What you should do: Filter this data down to the lines that hold "whatever", and copy them.

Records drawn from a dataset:
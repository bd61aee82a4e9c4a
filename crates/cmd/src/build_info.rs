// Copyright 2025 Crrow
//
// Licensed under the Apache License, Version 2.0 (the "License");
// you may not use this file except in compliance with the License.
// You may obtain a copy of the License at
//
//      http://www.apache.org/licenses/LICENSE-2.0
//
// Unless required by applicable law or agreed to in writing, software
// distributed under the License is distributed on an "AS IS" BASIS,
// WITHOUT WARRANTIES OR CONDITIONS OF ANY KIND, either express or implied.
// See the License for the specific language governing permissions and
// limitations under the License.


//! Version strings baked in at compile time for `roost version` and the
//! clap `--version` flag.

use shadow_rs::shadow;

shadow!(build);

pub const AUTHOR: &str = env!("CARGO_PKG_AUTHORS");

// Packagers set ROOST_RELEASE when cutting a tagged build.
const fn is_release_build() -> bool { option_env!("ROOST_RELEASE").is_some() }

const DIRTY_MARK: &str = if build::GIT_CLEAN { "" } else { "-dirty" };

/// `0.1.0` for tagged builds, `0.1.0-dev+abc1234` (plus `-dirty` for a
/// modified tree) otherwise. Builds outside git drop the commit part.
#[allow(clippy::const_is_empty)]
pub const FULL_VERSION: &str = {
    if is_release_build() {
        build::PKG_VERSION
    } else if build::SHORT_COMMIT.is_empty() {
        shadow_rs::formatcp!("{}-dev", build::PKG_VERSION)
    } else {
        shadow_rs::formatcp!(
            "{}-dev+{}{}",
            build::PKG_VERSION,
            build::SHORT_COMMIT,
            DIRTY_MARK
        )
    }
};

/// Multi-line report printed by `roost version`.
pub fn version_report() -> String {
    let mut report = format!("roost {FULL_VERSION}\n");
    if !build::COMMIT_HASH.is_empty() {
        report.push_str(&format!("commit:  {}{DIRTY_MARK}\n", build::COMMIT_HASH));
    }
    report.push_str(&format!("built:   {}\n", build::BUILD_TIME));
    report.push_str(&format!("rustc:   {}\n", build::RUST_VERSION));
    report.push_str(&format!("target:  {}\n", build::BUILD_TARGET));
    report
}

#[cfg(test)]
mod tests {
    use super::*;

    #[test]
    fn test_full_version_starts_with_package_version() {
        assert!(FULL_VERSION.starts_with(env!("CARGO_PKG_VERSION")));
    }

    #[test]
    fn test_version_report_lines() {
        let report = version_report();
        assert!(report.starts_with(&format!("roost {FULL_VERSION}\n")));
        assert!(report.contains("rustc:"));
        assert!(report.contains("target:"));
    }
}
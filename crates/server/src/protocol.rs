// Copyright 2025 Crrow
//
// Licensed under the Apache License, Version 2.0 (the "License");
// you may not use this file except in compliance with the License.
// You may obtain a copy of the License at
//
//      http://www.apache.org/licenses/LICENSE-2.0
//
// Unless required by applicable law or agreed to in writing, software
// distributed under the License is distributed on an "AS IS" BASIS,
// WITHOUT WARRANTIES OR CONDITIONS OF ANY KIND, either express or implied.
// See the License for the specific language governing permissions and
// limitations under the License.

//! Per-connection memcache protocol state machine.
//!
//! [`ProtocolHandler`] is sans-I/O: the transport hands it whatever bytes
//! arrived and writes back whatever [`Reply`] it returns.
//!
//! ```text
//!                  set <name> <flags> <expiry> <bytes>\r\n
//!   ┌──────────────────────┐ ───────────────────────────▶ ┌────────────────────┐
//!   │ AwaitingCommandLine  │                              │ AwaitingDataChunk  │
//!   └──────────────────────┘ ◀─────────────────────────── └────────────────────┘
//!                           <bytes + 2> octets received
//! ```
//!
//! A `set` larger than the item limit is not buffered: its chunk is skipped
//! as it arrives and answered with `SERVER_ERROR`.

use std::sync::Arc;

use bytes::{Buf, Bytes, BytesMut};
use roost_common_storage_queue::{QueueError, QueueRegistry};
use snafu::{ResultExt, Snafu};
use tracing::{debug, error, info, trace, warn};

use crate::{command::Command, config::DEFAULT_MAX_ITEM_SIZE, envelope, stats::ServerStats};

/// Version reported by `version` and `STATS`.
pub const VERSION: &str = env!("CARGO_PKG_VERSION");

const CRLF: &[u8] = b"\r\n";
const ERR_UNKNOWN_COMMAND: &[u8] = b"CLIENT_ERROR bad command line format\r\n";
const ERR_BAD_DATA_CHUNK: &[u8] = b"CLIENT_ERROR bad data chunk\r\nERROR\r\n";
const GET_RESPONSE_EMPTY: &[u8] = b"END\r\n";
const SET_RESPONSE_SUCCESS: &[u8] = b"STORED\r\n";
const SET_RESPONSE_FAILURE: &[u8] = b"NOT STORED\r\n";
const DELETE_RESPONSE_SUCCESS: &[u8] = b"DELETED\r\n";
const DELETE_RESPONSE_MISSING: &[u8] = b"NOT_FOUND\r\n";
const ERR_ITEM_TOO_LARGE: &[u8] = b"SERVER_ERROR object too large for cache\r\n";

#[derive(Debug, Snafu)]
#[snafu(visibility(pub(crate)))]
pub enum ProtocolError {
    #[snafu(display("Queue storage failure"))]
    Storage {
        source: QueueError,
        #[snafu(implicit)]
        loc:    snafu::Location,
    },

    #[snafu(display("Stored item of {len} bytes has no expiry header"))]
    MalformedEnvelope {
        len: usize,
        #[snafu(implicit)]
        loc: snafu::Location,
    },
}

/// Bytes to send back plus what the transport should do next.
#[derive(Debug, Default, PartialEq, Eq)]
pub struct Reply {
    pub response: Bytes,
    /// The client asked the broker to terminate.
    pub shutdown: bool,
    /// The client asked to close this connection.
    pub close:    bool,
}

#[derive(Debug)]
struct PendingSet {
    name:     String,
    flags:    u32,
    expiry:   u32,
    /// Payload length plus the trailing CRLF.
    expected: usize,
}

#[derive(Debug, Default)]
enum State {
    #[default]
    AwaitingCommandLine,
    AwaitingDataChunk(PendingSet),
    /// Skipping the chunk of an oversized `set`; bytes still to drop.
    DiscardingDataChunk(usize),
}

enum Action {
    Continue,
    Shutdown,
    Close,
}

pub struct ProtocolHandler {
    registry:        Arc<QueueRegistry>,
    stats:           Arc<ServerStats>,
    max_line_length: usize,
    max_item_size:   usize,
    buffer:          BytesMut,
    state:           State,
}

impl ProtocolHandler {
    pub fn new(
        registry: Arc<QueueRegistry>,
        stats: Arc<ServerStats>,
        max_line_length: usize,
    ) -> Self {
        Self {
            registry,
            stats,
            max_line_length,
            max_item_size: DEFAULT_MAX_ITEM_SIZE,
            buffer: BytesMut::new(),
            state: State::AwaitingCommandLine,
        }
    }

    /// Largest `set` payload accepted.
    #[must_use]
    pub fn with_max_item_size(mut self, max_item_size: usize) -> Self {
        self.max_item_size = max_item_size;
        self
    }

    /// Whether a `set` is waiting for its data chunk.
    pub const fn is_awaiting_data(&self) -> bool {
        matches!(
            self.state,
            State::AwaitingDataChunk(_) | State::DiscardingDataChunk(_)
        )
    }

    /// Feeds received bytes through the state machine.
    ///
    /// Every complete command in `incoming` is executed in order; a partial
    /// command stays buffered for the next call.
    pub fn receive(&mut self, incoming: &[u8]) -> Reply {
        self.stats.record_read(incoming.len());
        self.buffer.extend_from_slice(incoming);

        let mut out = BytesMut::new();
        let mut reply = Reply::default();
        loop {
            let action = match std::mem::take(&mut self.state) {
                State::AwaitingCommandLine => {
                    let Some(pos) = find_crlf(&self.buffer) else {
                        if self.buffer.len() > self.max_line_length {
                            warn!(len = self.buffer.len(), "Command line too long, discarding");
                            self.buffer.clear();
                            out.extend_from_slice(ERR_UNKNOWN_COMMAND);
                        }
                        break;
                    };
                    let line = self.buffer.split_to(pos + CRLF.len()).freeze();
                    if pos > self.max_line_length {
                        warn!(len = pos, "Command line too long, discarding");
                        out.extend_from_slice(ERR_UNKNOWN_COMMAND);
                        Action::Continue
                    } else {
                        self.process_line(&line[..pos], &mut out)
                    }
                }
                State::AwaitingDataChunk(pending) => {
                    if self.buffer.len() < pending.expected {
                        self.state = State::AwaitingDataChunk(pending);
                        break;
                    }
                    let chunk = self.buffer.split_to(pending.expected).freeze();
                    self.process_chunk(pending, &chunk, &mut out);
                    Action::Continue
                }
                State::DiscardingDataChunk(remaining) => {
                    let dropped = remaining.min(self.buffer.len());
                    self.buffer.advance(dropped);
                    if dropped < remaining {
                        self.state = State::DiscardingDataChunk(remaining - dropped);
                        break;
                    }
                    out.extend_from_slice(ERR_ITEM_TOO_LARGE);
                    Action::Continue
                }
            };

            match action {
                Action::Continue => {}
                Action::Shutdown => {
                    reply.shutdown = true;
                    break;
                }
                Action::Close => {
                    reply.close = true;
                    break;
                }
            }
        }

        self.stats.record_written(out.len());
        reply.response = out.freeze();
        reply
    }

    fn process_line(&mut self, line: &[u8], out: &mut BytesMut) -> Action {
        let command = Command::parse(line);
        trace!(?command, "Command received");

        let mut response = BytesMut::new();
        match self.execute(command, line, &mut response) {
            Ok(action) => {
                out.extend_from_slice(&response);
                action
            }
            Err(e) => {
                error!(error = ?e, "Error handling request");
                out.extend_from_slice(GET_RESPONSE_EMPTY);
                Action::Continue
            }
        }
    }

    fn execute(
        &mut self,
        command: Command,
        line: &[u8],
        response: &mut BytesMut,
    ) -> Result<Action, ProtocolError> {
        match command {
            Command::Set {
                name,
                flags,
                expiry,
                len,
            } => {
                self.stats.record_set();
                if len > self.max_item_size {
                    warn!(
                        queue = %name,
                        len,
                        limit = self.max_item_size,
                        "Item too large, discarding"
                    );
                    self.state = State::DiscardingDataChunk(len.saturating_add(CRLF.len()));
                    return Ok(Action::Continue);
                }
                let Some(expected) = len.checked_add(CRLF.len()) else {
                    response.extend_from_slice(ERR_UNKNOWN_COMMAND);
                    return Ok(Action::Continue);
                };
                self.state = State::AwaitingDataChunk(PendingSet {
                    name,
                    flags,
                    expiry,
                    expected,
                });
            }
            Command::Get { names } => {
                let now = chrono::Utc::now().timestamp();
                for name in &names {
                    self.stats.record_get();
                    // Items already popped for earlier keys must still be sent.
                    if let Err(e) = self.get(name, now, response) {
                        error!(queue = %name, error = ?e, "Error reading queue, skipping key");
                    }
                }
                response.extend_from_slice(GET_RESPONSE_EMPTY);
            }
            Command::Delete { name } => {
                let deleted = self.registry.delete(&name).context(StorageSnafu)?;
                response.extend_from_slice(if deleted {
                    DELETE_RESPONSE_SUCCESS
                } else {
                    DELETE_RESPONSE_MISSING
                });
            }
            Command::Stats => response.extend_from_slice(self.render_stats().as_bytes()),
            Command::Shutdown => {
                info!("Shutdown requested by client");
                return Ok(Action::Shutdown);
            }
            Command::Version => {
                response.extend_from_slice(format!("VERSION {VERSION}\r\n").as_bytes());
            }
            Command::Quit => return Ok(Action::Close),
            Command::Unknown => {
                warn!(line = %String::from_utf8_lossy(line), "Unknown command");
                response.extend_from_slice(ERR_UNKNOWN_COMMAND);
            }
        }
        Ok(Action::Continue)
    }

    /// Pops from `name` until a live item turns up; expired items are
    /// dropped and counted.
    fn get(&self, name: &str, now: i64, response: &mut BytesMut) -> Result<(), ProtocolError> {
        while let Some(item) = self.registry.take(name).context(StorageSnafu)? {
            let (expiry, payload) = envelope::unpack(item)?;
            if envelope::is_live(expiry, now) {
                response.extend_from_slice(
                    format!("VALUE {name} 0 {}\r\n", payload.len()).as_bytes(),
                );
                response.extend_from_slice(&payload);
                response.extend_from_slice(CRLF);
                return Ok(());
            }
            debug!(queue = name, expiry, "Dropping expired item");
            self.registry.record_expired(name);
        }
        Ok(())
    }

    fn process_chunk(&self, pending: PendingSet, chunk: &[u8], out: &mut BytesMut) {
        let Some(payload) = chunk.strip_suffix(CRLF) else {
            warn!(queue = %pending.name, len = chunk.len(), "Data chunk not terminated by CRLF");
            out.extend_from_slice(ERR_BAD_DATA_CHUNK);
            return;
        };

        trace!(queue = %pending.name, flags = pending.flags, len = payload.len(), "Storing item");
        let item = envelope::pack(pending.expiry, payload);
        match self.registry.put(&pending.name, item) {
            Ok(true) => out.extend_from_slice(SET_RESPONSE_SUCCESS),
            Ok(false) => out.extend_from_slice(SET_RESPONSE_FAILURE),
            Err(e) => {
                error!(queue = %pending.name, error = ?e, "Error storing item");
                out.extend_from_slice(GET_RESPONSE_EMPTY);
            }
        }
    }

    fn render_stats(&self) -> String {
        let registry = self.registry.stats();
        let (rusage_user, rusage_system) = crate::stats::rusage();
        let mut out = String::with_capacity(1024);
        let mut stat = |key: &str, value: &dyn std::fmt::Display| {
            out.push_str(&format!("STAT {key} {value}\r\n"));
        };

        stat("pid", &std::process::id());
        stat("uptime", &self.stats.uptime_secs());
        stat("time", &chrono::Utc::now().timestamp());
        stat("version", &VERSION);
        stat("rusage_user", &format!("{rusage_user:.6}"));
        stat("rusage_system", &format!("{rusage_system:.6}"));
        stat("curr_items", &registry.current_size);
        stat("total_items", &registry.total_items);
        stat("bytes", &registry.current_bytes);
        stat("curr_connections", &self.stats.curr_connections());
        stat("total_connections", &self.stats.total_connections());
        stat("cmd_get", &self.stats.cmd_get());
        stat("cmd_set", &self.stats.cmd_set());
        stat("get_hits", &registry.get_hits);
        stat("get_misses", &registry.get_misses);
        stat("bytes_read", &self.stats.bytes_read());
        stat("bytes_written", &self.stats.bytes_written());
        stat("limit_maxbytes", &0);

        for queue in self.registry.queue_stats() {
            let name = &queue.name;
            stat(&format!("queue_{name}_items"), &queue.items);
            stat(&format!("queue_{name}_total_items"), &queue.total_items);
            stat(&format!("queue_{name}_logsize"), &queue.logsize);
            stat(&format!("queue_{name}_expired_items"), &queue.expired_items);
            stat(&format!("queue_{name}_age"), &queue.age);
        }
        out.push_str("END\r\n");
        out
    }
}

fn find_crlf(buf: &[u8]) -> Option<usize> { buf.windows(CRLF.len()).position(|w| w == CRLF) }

Exercise output:
//! [`ProtocolHandler`] is sans-I/O: the transport hands it whatever bytes
//! arrived and writes back whatever [`Reply`] it returns.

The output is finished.